--- PROMPT ---
Please copy each line of the listing below in which the word "removed" appears.

--- RECORDS FOR PROCESSING ---
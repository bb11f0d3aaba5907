//! Asset domain methods on Repository

use std::sync::Arc;

use super::Repository;
use crate::models::{Asset, AssetId, AssetStatus, Assignment, CreateAsset, UpdateAsset};

impl Repository {
    /// All assets, in creation order
    pub fn assets_list(&self) -> Arc<Vec<Asset>> {
        self.assets.snapshot()
    }

    pub fn assets_get(&self, id: AssetId) -> Option<&Asset> {
        self.assets.find(|a| a.id == id)
    }

    /// Append a new asset. The caller is responsible for validation.
    pub fn assets_create(&mut self, data: CreateAsset) -> Asset {
        let asset = Asset {
            id: AssetId::new(self.assets.take_seq()),
            name: data.name,
            asset_type: data.asset_type,
            serial_number: data.serial_number,
            status: AssetStatus::Available,
            assigned_to: None,
            department: None,
            purchase_date: data.purchase_date,
            warranty_expiry: data.warranty_expiry,
        };
        self.assets.push(asset.clone());
        self.touch();
        asset
    }

    /// Merge `data` onto the asset; `None` when the id is unknown
    pub fn assets_update(&mut self, id: AssetId, data: &UpdateAsset) -> Option<Asset> {
        let old_name = self.assets_get(id)?.name.clone();
        let updated = self.assets.update_where(|a| a.id == id, |a| a.apply(data))?;

        if updated.name != old_name {
            if let Some(holder) = updated.assigned_to.as_deref() {
                let new_name = updated.name.clone();
                self.employees.update_where(
                    |e| e.name == holder,
                    |employee| {
                        // Same-named assets share one entry each; rename exactly one
                        if let Some(held) = employee.assigned_assets.iter_mut().find(|held| **held == old_name) {
                            *held = new_name;
                        }
                    },
                );
            }
        }
        self.touch();
        Some(updated)
    }

    /// Remove the asset and drop it from its holder's list
    pub fn assets_delete(&mut self, id: AssetId) -> Option<Asset> {
        let removed = self.assets.remove_where(|a| a.id == id)?;
        self.transfer_holding(&removed.name, removed.assigned_to.as_deref(), None);
        self.touch();
        Some(removed)
    }

    /// Hand the asset to `assignment.employee_name`, overwriting any previous holder
    pub fn assets_assign(&mut self, id: AssetId, assignment: &Assignment) -> Option<Asset> {
        let previous = self.assets_get(id)?.assigned_to.clone();
        let updated = self.assets.update_where(
            |a| a.id == id,
            |a| {
                a.status = AssetStatus::Assigned;
                a.assigned_to = Some(assignment.employee_name.clone());
                a.department = Some(assignment.department);
            },
        )?;
        self.transfer_holding(&updated.name, previous.as_deref(), Some(assignment.employee_name.as_str()));
        self.touch();
        Some(updated)
    }

    /// Clear the assignment and set `status` (Available or Maintenance)
    pub fn assets_release(&mut self, id: AssetId, status: AssetStatus) -> Option<Asset> {
        let previous = self.assets_get(id)?.assigned_to.clone();
        let updated = self.assets.update_where(|a| a.id == id, |a| a.clear_assignment(status))?;
        self.transfer_holding(&updated.name, previous.as_deref(), None);
        self.touch();
        Some(updated)
    }

    /// Assets currently held by the named employee
    pub fn assets_held_by(&self, employee_name: &str) -> Vec<Asset> {
        self.assets
            .as_slice()
            .iter()
            .filter(|a| a.assigned_to.as_deref() == Some(employee_name))
            .cloned()
            .collect()
    }
}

--- WRITTEN ANSWER ---
        let removed = self.assets.remove_where(|a| a.id == id)?;
        self.transfer_holding(&removed.name, removed.assigned_to.as_deref(), None);
        Some(removed)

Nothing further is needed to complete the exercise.